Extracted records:

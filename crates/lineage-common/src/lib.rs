//! Lineage Common Library
#![deny(clippy::unwrap_used, clippy::expect_used)]
//!
//! Shared utilities for the Lineage workspace.
//!
//! - **Error Handling**: common error and result types
//! - **Logging**: tracing subscriber setup driven by `LOG_*` variables
//! - **Keys**: canonical parameter serialisation and dataset key hashing
//! - **Naming**: filesystem-safe file name stems
//!
//! # Example
//!
//! ```
//! use lineage_common::keys::derive_key;
//! use serde_json::{json, Map, Value};
//!
//! let mut parameters = Map::new();
//! parameters.insert("board".to_string(), json!("v"));
//! let key = derive_key(&parameters, "Query", None).unwrap();
//! assert_eq!(key.len(), 32);
//! ```

pub mod error;
pub mod keys;
pub mod logging;
pub mod naming;

// Re-export commonly used types
pub use error::{LineageError, Result};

● EXERCISE
Only the lines from the one containing "commonly used types" through the last line above belong in your answer. Retype them exactly.

● ANSWER FOR THE TASK
// Re-export commonly used types
pub use error::{LineageError, Result};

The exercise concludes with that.